The emphasis on middle management suggests a shift toward a leaner, more execution-focused organisation.
Refocusing on Motorcycles and Core Brands
The restructuring goes hand in hand with a sharper strategic focus. Bajaj Mobility is doubling down on its motorcycle business, aligning resources around three core brands—KTM, GASGAS, and Husqvarna. All current measures, the company said, are being taken with the motorcycle segment firmly in focus.
This renewed emphasis also involves reassessing the product and project portfolio, optimising international sites, and reworking the leadership network. The approach reflects a clear prioritisation of scale, brand strength, and operational efficiency over diversification.
Revenue Slide Adds Urgency
The need for restructuring has been amplified by a steep drop in revenues. Bajaj Mobility expects consolidated sales for fiscal year 2025 to be just over €1 billion, a decline of around 46% from the previous year. The revenue contraction has put pressure on margins and reinforced the need to bring costs in line with current market realities.
The company is expected to release its preliminary financial figures for FY2025 on January 29, 2026. Investors and analysts are likely to scrutinise how much of the cost reset translates into improved financial stability.
Sales Recovery in H2, But Year Still Weak
Operationally, motorcycle sales painted a mixed picture in FY2025. While total sales for the year fell 28% to 209,704 units, the second half showed a notable rebound. Bajaj Mobility sold 80,464 motorcycles in H2, a 60% jump compared to 50,334 units in the first half of the year.
Sales through strategic partner Bajaj Auto also improved, with 43,956 motorcycles sold in the second half, up from 34,950 units in H1. Despite this recovery, the full-year numbers highlight the challenges the group continues to face in translating momentum into sustained growth.
Inventory Cleanup and Bicycle Exit
Alongside workforce and cost measures, Bajaj Mobility has aggressively reduced inventory. Motorcycle inventory fell from 248,580 units as of December 31, 2024, to 147,427 units by the end of 2025, reflecting tighter production planning and improved demand alignment.
The company has also exited the bicycle business altogether. As part of the closure of the division, 64,110 e-bicycles and bicycles were sold during the year, down from 106,311 units in the previous year. The exit underscores the group’s intent to focus capital and management attention on its core motorcycle operations.

Credits: Autocar Professional
Building a Leaner Future
Bajaj Auto’s latest moves highlight the tough recalibration underway at Bajaj Mobility.
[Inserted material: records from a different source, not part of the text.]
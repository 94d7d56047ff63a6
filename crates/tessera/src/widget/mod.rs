//! Widgets, boxes and their layout and focus machinery.
//!
//! - [`WidgetTree`] - the arena owning every widget
//! - [`Widget`] - the hook table a widget kind implements
//! - [`WidgetBase`] - geometry, flags and tree links
//! - [`BoxWidget`] - the container with resize negotiation and focus chains
//! - [`Window`], [`Label`] - the other built-in kinds
//!
//! # Example
//!
//! ```
//! use tessera::Toolkit;
//! use tessera::widget::WidgetTree;
//!
//! let mut tree = WidgetTree::new(Toolkit::default());
//! let vbox = tree.new_box(true, false);
//! for text in ["one", "three"] {
//!     let label = tree.new_label(text);
//!     tree.add_widget(vbox, label).unwrap();
//! }
//! tree.measure(vbox);
//! assert_eq!(tree.base(vbox).unwrap().size().width, 5);
//! assert_eq!(tree.base(vbox).unwrap().size().height, 2);
//! ```

mod base;
mod box_widget;
mod debug;
mod flags;
mod focus;
mod kinds;
mod label;
mod traits;
mod tree;
mod window;


use slotmap::new_key_type;

pub use base::WidgetBase;
pub use box_widget::{Alignment, BoxWidget};
pub use debug::WidgetTreeDebug;
pub use flags::WidgetFlags;
pub use focus::{FocusChain, FocusDirection};
pub use kinds::BuiltinKinds;
pub use label::Label;
pub use traits::{AsAny, Widget};
pub use tree::{TreeRequest, WidgetTree};
pub use window::Window;

new_key_type! {
    /// Identifies a widget within a [`WidgetTree`].
    pub struct WidgetId;
}
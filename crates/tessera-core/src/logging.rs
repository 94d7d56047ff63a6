//! Logging and debugging facilities for Horizon Tessera.
//!
//! Horizon Tessera uses the `tracing` crate for instrumentation and never
//! installs a subscriber itself. Applications choose how logs are collected;
//! since the terminal is owned by the window manager, writing to a file is
//! the usual choice:
//!
//! ```ignore
//! use tracing_subscriber::EnvFilter;
//!
//! let file = std::fs::File::create("tessera.log")?;
//! tracing_subscriber::fmt()
//!     .with_env_filter(EnvFilter::new("tessera::wm=debug,tessera::bindings=warn"))
//!     .with_writer(file)
//!     .init();
//! ```
//!
//! The target constants in [`targets`] match the targets used by every
//! `tracing` call in the workspace, so they can be used directly in filter
//! directives.

/// Span names used throughout Horizon Tessera for tracing.
pub mod span_names {
    /// Event loop processing span.
    pub const EVENT_LOOP: &str = "tessera::event_loop";
    /// Input dispatch span (one per decoded key).
    pub const DISPATCH: &str = "tessera::dispatch";
    /// Layout negotiation span.
    pub const LAYOUT: &str = "tessera::layout";
}

/// Target names for log filtering.
pub mod targets {
    /// Key recognizer and key name tables.
    pub const KEYS: &str = "tessera::keys";
    /// Action and binding registries.
    pub const BINDINGS: &str = "tessera::bindings";
    /// Box measurement and resize negotiation.
    pub const LAYOUT: &str = "tessera::layout";
    /// Focus chain traversal.
    pub const FOCUS: &str = "tessera::focus";
    /// Widget lifecycle (map, draw, destroy).
    pub const WIDGET: &str = "tessera::widget";
    /// Window manager state machine.
    pub const WM: &str = "tessera::wm";
    /// Event loop and timers.
    pub const EVENT_LOOP: &str = "tessera::event_loop";
    /// Signal emission.
    pub const SIGNAL: &str = "tessera::signal";
    /// Style and configuration loading.
    pub const STYLE: &str = "tessera::style";
}

/// Style options for tree visualization.
#[derive(Debug, Clone, Copy, PartialEq, Eq, Default)]
pub enum TreeStyle {
    /// ASCII characters for tree branches.
    Ascii,
    /// Unicode box-drawing characters.
    #[default]
    Unicode,
    /// Compact single-line representation.
    Compact,
}

impl TreeStyle {
    /// The `(branch, tee, corner)` strings used to draw a tree level.
    pub fn glyphs(self) -> (&'static str, &'static str, &'static str) {
        match self {
            TreeStyle::Ascii => ("|", "+--", "`--"),
            TreeStyle::Unicode => ("\u{2502}", "\u{251c}\u{2500}\u{2500}", "\u{2514}\u{2500}\u{2500}"),
            TreeStyle::Compact => ("", "-", "-"),
        }
    }
}

/// Configuration for tree debug output.
#[derive(Debug, Clone)]
pub struct TreeFormatOptions {
    /// The style of tree visualization.
    pub style: TreeStyle,
    /// Whether to show widget IDs.
    pub show_ids: bool,
    /// Whether to show kind names.
    pub show_kinds: bool,
    /// Whether to show geometry.
    pub show_geometry: bool,
    /// Maximum depth to traverse (None for unlimited).
    pub max_depth: Option<usize>,
    /// Indent size for each level.
    pub indent_size: usize,
}

impl Default for TreeFormatOptions {
    fn default() -> Self {
        Self {
            style: TreeStyle::default(),
            show_ids: true,
            show_kinds: true,
            show_geometry: false,
            max_depth: None,
            indent_size: 2,
        }
    }
}

impl TreeFormatOptions {
    /// Create options for detailed debugging output.
    pub fn detailed() -> Self {
        Self {
            show_geometry: true,
            ..Default::default()
        }
    }

    /// Create options for minimal output.
    pub fn minimal() -> Self {
        Self {
            show_ids: false,
            show_kinds: false,
            show_geometry: false,
            ..Default::default()
        }
    }

    /// Build the prefix string for a tree node at `depth`.
    pub fn prefix(&self, depth: usize, is_last: bool) -> String {
        if depth == 0 {
            return String::new();
        }

        let (branch, tee, corner) = self.style.glyphs();
        let mut prefix = String::new();
        for _ in 0..(depth - 1) {
            prefix.push_str(branch);
            for _ in 0..self.indent_size {
                prefix.push(' ');
            }
        }
        prefix.push_str(if is_last { corner } else { tee });
        prefix.push(' ');
        prefix
    }
}

/// A guard that keeps a tracing span entered until dropped.
///
/// Useful for timing layout passes and full redraws.
#[derive(Debug)]
pub struct PerfSpan {
    _span: tracing::span::EnteredSpan,
}

impl PerfSpan {
    /// Create a new performance span.
    pub fn new(name: &'static str) -> Self {
        let span = tracing::debug_span!(target: "tessera::perf", "perf", operation = name);
        Self {
            _span: span.entered(),
        }
    }
}

#[cfg(test)]
mod tests {
    use super::*;

    #[test]
    fn test_prefix_root_is_empty() {
        let options = TreeFormatOptions::default();
        assert_eq!(options.prefix(0, true), "");
    }

    #[test]
    fn test_prefix_ascii_levels() {
        let options = TreeFormatOptions {
            style: TreeStyle::Ascii,
            ..Default::default()
        };
        assert_eq!(options.prefix(1, false), "+-- ");
        assert_eq!(options.prefix(1, true), "`-- ");
        assert_eq!(options.prefix(2, true), "|  `-- ");
    }

    #[test]
    fn test_minimal_options() {
        let options = TreeFormatOptions::minimal();
        assert!(!options.show_ids);
        assert!(!options.show_kinds);
    }

    #[test]
    fn test_perf_span() {
        let _span = PerfSpan::new("test_operation");
    }
}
By trimming headcount, flattening structures, exiting non-core segments, and refocusing on its strongest brands, the company is betting that a leaner organisation will be better equipped to navigate volatility and return to sustainable growth.
While the human cost of the restructuring is significant, the strategy signals a clear attempt to stabilise the business and rebuild from a position of strength.